The comment in Acts 11.1 that the apostles and ‘brothers’ (believers) in Judea had heard about what happened is a classic device of Luke to link the previous episodes with what he now relates. But it also contains some important detail. First, Cornelius has functioned (as have the Samaritans and the Ethiopian official) as a ‘bridge’ character; he is not a pagan, but belongs to a group that Luke has called ‘God fearers’. To adapt Jesus’ words in Mark 12.34, he is not far from the people of God—and yet he is clearly not yet counted a member. However respected he is, as far as the (Jewish) Jesus movement is concerned, he represented ‘Gentiles’ who have received the ‘word of God’—a phrase sometimes denoting Jesus, sometimes the Scriptures, but here, the message of the good news as it has been proclaimed.
The same phrase has already been used by Luke in Acts 8.14 of the Samaritans, inviting us to see the link and the parallel. For Luke’s first readers, they will recognise that Luke is describing the spread of the gospel in a way familiar to ancient historians, describing events kata genos, by ‘kind’ meaning race or region. It is no accident that Luke is careful to specify locations, ethnic groups and issues of social status.

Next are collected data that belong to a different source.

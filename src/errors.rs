//! Error types for the huisuiyun SDK.
//!
//! Errors fall into two kinds. Configuration errors are raised before any
//! network traffic and are fixed by the caller. Response errors cover
//! everything that happens once a request is on the wire: transport failures,
//! undecodable bodies and envelopes whose `code` is not `"200"`.

use thiserror::Error;

/// Code reported when a failure carries no HTTP status or envelope code.
pub const UNKNOWN_CODE: &str = "0";

/// Main error type for Huisuiyun operations.
#[derive(Error, Debug)]
pub enum HuisuiyunError {
    /// A required configuration field was absent
    #[error("Missing Config -- [{0}]")]
    MissingConfig(&'static str),

    /// The configured host is not an absolute URL
    #[error("Invalid host: {0}")]
    InvalidHost(#[from] url::ParseError),

    /// A call was attempted with incomplete setup (empty token, missing field)
    #[error("Configuration error: {0}")]
    ConfigError(String),

    /// The provider rejected the call, or the round trip failed
    #[error("{message} (code {code})")]
    Response {
        /// Envelope code, HTTP status, or `"0"` when neither is known
        code: String,
        /// Server message, or the transport's error text
        message: String,
    },
}

impl HuisuiyunError {
    /// Builds a response error from a code and message.
    pub fn response(code: impl Into<String>, message: impl Into<String>) -> Self {
        HuisuiyunError::Response {
            code: code.into(),
            message: message.into(),
        }
    }

    /// Returns the error code for response errors.
    pub fn code(&self) -> Option<&str> {
        match self {
            HuisuiyunError::Response { code, .. } => Some(code),
            _ => None,
        }
    }

    /// Returns `true` if the error was raised before any request was sent.
    pub fn is_configuration(&self) -> bool {
        !self.is_response()
    }

    /// Returns `true` if the error came from the transport or the envelope.
    pub fn is_response(&self) -> bool {
        matches!(self, HuisuiyunError::Response { .. })
    }
}

/// Result type alias for Huisuiyun operations.
pub type Result<T> = std::result::Result<T, HuisuiyunError>;

impl From<reqwest::Error> for HuisuiyunError {
    fn from(err: reqwest::Error) -> Self {
        let code = err
            .status()
            .map(|status| status.as_u16().to_string())
            .unwrap_or_else(|| UNKNOWN_CODE.to_string());
        HuisuiyunError::Response {
            code,
            message: err.to_string(),
        }
    }
}

impl From<serde_json::Error> for HuisuiyunError {
    fn from(err: serde_json::Error) -> Self {
        HuisuiyunError::response(UNKNOWN_CODE, err.to_string())
    }
}
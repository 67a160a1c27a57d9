//! Client configuration.
//!
//! A [`ClientConfig`] is validated once when built and is immutable afterwards.

use crate::errors::{HuisuiyunError, Result};
use serde::{Deserialize, Serialize};
use std::fmt;
use std::time::Duration;
use url::Url;

/// Tier of the AK/SK pair, sent as `type` in the token exchange.
#[derive(Serialize, Deserialize, Debug, Clone, Copy, PartialEq, Eq, Default)]
#[serde(into = "u8", try_from = "u8")]
pub enum SigningMode {
    /// ISV-tier keys acting for a company; every call carries `X-Tax-Token`
    Isv,
    /// Keys issued directly by the platform
    #[default]
    Platform,
}

impl SigningMode {
    /// Wire value of the mode.
    pub fn as_u8(self) -> u8 {
        match self {
            SigningMode::Isv => 1,
            SigningMode::Platform => 2,
        }
    }

    /// Returns `true` if calls in this mode need a tax number.
    pub fn requires_tax_number(self) -> bool {
        self == SigningMode::Isv
    }
}

impl From<SigningMode> for u8 {
    fn from(mode: SigningMode) -> u8 {
        mode.as_u8()
    }
}

impl TryFrom<u8> for SigningMode {
    type Error = HuisuiyunError;

    fn try_from(value: u8) -> Result<Self> {
        match value {
            1 => Ok(SigningMode::Isv),
            2 => Ok(SigningMode::Platform),
            other => Err(HuisuiyunError::ConfigError(format!(
                "unknown signing mode: {}",
                other
            ))),
        }
    }
}

/// Connection and credential settings for a [`Client`](crate::client::Client).
#[derive(Clone)]
pub struct ClientConfig {
    host: Url,
    access_key: String,
    secret_key: String,
    mode: SigningMode,
    tax_number: Option<String>,
    timeout: Option<Duration>,
    user_agent: Option<String>,
}

impl ClientConfig {
    /// Starts building a configuration.
    ///
    /// # Examples
    ///
    /// ```
    /// use huisuiyun::config::{ClientConfig, SigningMode};
    ///
    /// let config = ClientConfig::builder()
    ///     .host("https://api.example.com")
    ///     .access_key("ak")
    ///     .secret_key("sk")
    ///     .mode(SigningMode::Isv)
    ///     .tax_number("91310000MA1FL0000X")
    ///     .build()
    ///     .unwrap();
    /// assert_eq!(config.tax_number(), Some("91310000MA1FL0000X"));
    /// ```
    pub fn builder() -> ClientConfigBuilder {
        ClientConfigBuilder::default()
    }

    /// Shortcut for a platform-tier configuration.
    pub fn new(
        host: impl Into<String>,
        access_key: impl Into<String>,
        secret_key: impl Into<String>,
    ) -> Result<Self> {
        Self::builder()
            .host(host)
            .access_key(access_key)
            .secret_key(secret_key)
            .build()
    }

    /// Base URL of the provider.
    pub fn host(&self) -> &Url {
        &self.host
    }

    /// Access key.
    pub fn access_key(&self) -> &str {
        &self.access_key
    }

    /// Secret key.
    pub fn secret_key(&self) -> &str {
        &self.secret_key
    }

    /// Signing mode.
    pub fn mode(&self) -> SigningMode {
        self.mode
    }

    /// Tax number of the company an ISV acts for.
    pub fn tax_number(&self) -> Option<&str> {
        self.tax_number.as_deref()
    }

    /// Request timeout applied by the default transport.
    pub fn timeout(&self) -> Option<Duration> {
        self.timeout
    }

    /// User agent applied by the default transport.
    pub fn user_agent(&self) -> Option<&str> {
        self.user_agent.as_deref()
    }

    /// Resolves an API path against the host.
    pub fn endpoint(&self, path: &str) -> Result<Url> {
        Ok(self.host.join(path)?)
    }
}

impl fmt::Debug for ClientConfig {
    fn fmt(&self, f: &mut fmt::Formatter<'_>) -> fmt::Result {
        f.debug_struct("ClientConfig")
            .field("host", &self.host.as_str())
            .field("access_key", &self.access_key)
            .field("secret_key", &"<redacted>")
            .field("mode", &self.mode)
            .field("tax_number", &self.tax_number)
            .field("timeout", &self.timeout)
            .field("user_agent", &self.user_agent)
            .finish()
    }
}

/// Builder for [`ClientConfig`]. Blank strings count as absent.
#[derive(Default, Clone)]
pub struct ClientConfigBuilder {
    host: Option<String>,
    access_key: Option<String>,
    secret_key: Option<String>,
    mode: SigningMode,
    tax_number: Option<String>,
    timeout: Option<Duration>,
    user_agent: Option<String>,
}

impl ClientConfigBuilder {
    /// Sets the provider base URL.
    pub fn host(mut self, host: impl Into<String>) -> Self {
        self.host = Some(host.into());
        self
    }

    /// Sets the access key.
    pub fn access_key(mut self, access_key: impl Into<String>) -> Self {
        self.access_key = Some(access_key.into());
        self
    }

    /// Sets the secret key.
    pub fn secret_key(mut self, secret_key: impl Into<String>) -> Self {
        self.secret_key = Some(secret_key.into());
        self
    }

    /// Sets the signing mode.
    pub fn mode(mut self, mode: SigningMode) -> Self {
        self.mode = mode;
        self
    }

    /// Sets the tax number, required in ISV mode.
    pub fn tax_number(mut self, tax_number: impl Into<String>) -> Self {
        self.tax_number = Some(tax_number.into());
        self
    }

    /// Sets the request timeout for the default transport.
    pub fn timeout(mut self, timeout: Duration) -> Self {
        self.timeout = Some(timeout);
        self
    }

    /// Sets the user agent for the default transport.
    pub fn user_agent(mut self, user_agent: impl Into<String>) -> Self {
        self.user_agent = Some(user_agent.into());
        self
    }

    /// Validates and builds the configuration.
    pub fn build(self) -> Result<ClientConfig> {
        let host = present(self.host).ok_or(HuisuiyunError::MissingConfig("host"))?;
        let access_key = present(self.access_key).ok_or(HuisuiyunError::MissingConfig("ak"))?;
        let secret_key = present(self.secret_key).ok_or(HuisuiyunError::MissingConfig("sk"))?;
        let tax_number = present(self.tax_number);

        if self.mode.requires_tax_number() && tax_number.is_none() {
            return Err(HuisuiyunError::MissingConfig("taxno"));
        }

        Ok(ClientConfig {
            host: Url::parse(&host)?,
            access_key,
            secret_key,
            mode: self.mode,
            tax_number,
            timeout: self.timeout,
            user_agent: self.user_agent,
        })
    }
}

fn present(value: Option<String>) -> Option<String> {
    value.filter(|v| !v.trim().is_empty())
}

So when Peter goes to Jerusalem, the news has preceded him. He is not, it appears, criticised by the apostles, but ‘those of the circumcision’, οἱ ἐκ περιτομῆς. The NIV is wrong to translate this as ‘circumcised believers’, not least since all the believers in Jerusalem were circumcised! Rather this refers to those who were adamant about careful keeping of the law, so the ESV is probably right to use the phrase ‘those of the circumcision party’, a group which Paul will later loudly clash with in his letter to the Galatians. The criticism is that Peter ‘ate with them’—in social context (as all through the New Testament) sharing food being a sign of partnership and fellowship with them—which is not actually mentioned in the previous accounts, but inferred.
In his defence, Peter offers a forensic speech which dispenses with introductory comments and launches immediately into the narratio, the story of what has happened, told from his own point of view, and so fitting in the meetings with Cornelius’ messengers and household in the order he experienced them—though, surprisingly, not mentioning Cornelius’ name, perhaps because it is his status as a Gentile, rather than his personal identity, which matters.

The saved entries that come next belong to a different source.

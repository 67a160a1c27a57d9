//! HTTP transport abstraction.
//!
//! Requests and responses are plain data so the request pipeline can be
//! driven by any HTTP stack. [`ReqwestTransport`] is the default.

use crate::config::ClientConfig;
use crate::errors::Result;
use async_trait::async_trait;
use reqwest::{Client, Method};
use serde_json::Value;
use url::Url;

/// An outgoing HTTP request described as plain data.
#[derive(Debug, Clone, PartialEq)]
pub struct HttpRequest {
    /// HTTP verb
    pub method: Method,

    /// Absolute URL
    pub url: Url,

    /// Header name/value pairs, in insertion order
    pub headers: Vec<(String, String)>,

    /// JSON body, if any
    pub body: Option<Value>,
}

impl HttpRequest {
    /// Returns the first header with the given name, case-insensitively.
    pub fn header(&self, name: &str) -> Option<&str> {
        self.headers
            .iter()
            .find(|(key, _)| key.eq_ignore_ascii_case(name))
            .map(|(_, value)| value.as_str())
    }
}

/// A received HTTP response described as plain data.
#[derive(Debug, Clone, PartialEq)]
pub struct HttpResponse {
    /// HTTP status code
    pub status: u16,

    /// Raw response body
    pub body: String,
}

impl HttpResponse {
    /// Returns `true` for 2xx statuses.
    pub fn is_success(&self) -> bool {
        (200..300).contains(&self.status)
    }
}

/// Executes one HTTP round trip.
///
/// Implementations report connection and I/O failures as errors and return
/// every received response, whatever its status, as `Ok`.
#[async_trait]
pub trait Transport: Send + Sync {
    /// Sends a request and returns the response.
    async fn send(&self, request: HttpRequest) -> Result<HttpResponse>;
}

/// [`Transport`] backed by a `reqwest::Client`.
#[derive(Clone, Debug, Default)]
pub struct ReqwestTransport {
    client: Client,
}

impl ReqwestTransport {
    /// Creates a transport with a default client.
    pub fn new() -> Self {
        Self::default()
    }

    /// Creates a transport honouring the timeout and user agent in `config`.
    pub fn from_config(config: &ClientConfig) -> Result<Self> {
        let mut builder = Client::builder();
        if let Some(timeout) = config.timeout() {
            builder = builder.timeout(timeout);
        }
        if let Some(user_agent) = config.user_agent() {
            builder = builder.user_agent(user_agent);
        }
        Ok(Self {
            client: builder.build()?,
        })
    }

    /// Uses a custom HTTP client.
    pub fn with_client(mut self, client: Client) -> Self {
        self.client = client;
        self
    }
}

#[async_trait]
impl Transport for ReqwestTransport {
    async fn send(&self, request: HttpRequest) -> Result<HttpResponse> {
        let mut builder = self.client.request(request.method, request.url);

        for (name, value) in &request.headers {
            builder = builder.header(name.as_str(), value.as_str());
        }

        if let Some(body) = &request.body {
            builder = builder.json(body);
        }

        let response = builder.send().await?;
        let status = response.status().as_u16();
        let body = response.text().await?;

        Ok(HttpResponse { status, body })
    }
}
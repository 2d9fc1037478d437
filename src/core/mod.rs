//! Extraction and catalog engine.
//!
//! Documents flow through three phases:
//!
//! 1. **Extract** (`extract`): lexical scan of each document for marker calls.
//! 2. **Normalize** (`key`): every extracted literal gets a content-addressed key.
//! 3. **Build** (`catalog`): normalized strings are merged in document order
//!    into a ranked catalog.
//!
//! `pipeline` wires the phases together; `diff`, `variants` and `manifest`
//! work on finished catalogs.
//!
//! ## Module Structure
//!
//! - `data`: Source documents and locations
//! - `error`: Error taxonomy shared by every phase
//! - `extract`: Marker extractor and its diagnostics
//! - `key`: Key type and key schemes
//! - `catalog`: Catalog, builder and JSON persistence
//! - `diff`: Catalog diff engine
//! - `variants`: Near-duplicate detection
//! - `file_scanner`: Expands document arguments into an ordered file list
//! - `pipeline`: Parallel scan, ordered merge
//! - `manifest`: Marker manifest export

pub mod catalog;
pub mod data;
pub mod diff;
pub mod error;
pub mod extract;
pub mod file_scanner;
pub mod key;
pub mod manifest;
pub mod pipeline;
pub mod variants;

pub use catalog::{
    CATALOG_VERSION, Catalog, CatalogBuilder, CatalogEntry, catalog_hash, from_json,
    read_catalog, to_json, write_catalog,
};
pub use data::{Position, SourceContext, SourceDocument, SourceLocation, document_id};
pub use diff::{ChangedEntry, DiffReport, diff};
pub use error::{CatalogError, MalformedReason};
pub use extract::{
    DEFAULT_MARKER, DiagnosticKind, DocumentExtraction, ExtractedString, Extractor,
    MarkerDiagnostic, MarkerScan,
};
pub use file_scanner::{ScanResult, scan_documents};
pub use key::{ContentAddressed, Key, KeyScheme, NormalizedString, normalize};
pub use manifest::render_manifest;
pub use pipeline::{CancelFlag, DocumentFailure, ExtractionRun, Pipeline};
pub use variants::{VariantGroup, find_variants};
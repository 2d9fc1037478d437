use std::collections::{HashMap, HashSet};

use crate::core::{CatalogError, Key, NormalizedString, SourceLocation};

use super::{Catalog, CatalogEntry};

/// Single-writer merge of normalized strings into a [`Catalog`].
///
/// Strings must be pushed in document-processing order. A new key appends an
/// entry whose rank is the current catalog size; a known key only gains an
/// occurrence. Existing entries are never reordered.
#[derive(Debug, Default)]
pub struct CatalogBuilder {
    entries: Vec<CatalogEntry>,
    index: HashMap<Key, usize>,
    /// (entry index, location) pairs already recorded.
    seen: HashSet<(usize, SourceLocation)>,
}

impl CatalogBuilder {
    pub fn new() -> Self {
        Self::default()
    }

    /// Merge one string.
    ///
    /// # Errors
    ///
    /// `DuplicateKeyTextMismatch` if the key is already mapped to another
    /// text. The builder is left unchanged in that case.
    pub fn push(&mut self, item: NormalizedString) -> Result<(), CatalogError> {
        let NormalizedString {
            key,
            text,
            location,
        } = item;

        match self.index.get(&key) {
            Some(&i) => {
                let entry = &mut self.entries[i];
                if entry.text != text {
                    return Err(CatalogError::DuplicateKeyTextMismatch {
                        key,
                        existing: entry.text.clone(),
                        incoming: text,
                    });
                }
                if self.seen.insert((i, location.clone())) {
                    entry.occurrences.push(location);
                }
            }
            None => {
                let rank = self.entries.len();
                self.index.insert(key.clone(), rank);
                self.seen.insert((rank, location.clone()));
                self.entries.push(CatalogEntry {
                    key,
                    rank,
                    text,
                    occurrences: vec![location],
                });
            }
        }
        Ok(())
    }

    /// Merge every string of `items`, stopping at the first fatal error.
    pub fn extend<I>(&mut self, items: I) -> Result<(), CatalogError>
    where
        I: IntoIterator<Item = NormalizedString>,
    {
        items.into_iter().try_for_each(|item| self.push(item))
    }

    pub fn len(&self) -> usize {
        self.entries.len()
    }

    pub fn is_empty(&self) -> bool {
        self.entries.is_empty()
    }

    /// The finished, complete catalog.
    pub fn finish(self) -> Catalog {
        Catalog::from_parts(self.entries, true)
    }

    /// What was merged so far, flagged incomplete.
    pub fn into_partial(self) -> Catalog {
        Catalog::from_parts(self.entries, false)
    }
}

As a speech in defence of his actions, Peter includes three things which an educated person would expect to see in such a defence. The first is the mention of the threefold vision, and then the Spirit directing Peter (something not made explicit in the previous accounts) to go with Cornelius’ men (Acts 11.12). The second is the corresponding mention of the angelic visitation to Cornelius in Acts 11.13; together with Peter’s experience, this offers a sense of divine approval, and effects a metastasis, a transfer of responsibility for what has happened from Peter to God. The third element is the mention of the six companions Peter has as witnesses (I am not sure whether the total of Peter and his companions being seven is of any significance). A reliable defence should always offer witnesses who can corroborate what has happened.
The instruction of the Spirit to Peter is not quite as the NIV has it in Acts 11.12 ‘to have no hesitation’. The actual phrase is that Peter should go ‘without making any distinction’. This is expressed elsewhere in the NT, including in 1 Peter 1.17, in the idea that God is ‘impartial’ or (in the AV) ‘is no respecter of persons’. The decisive theological move relates to how one becomes a member of the people of God—no longer by ethnicity, or accepting and living by the law, or doing those things as well as recognising Jesus as Messiah and Law, but now by receipt of the Holy Spirit alongside recognising the truth about Jesus. Luke emphasises the role of the Spirit in all parties throughout this account; it should be the normal expectation of any believer that the Spirit will speak, direct, guide and reveal.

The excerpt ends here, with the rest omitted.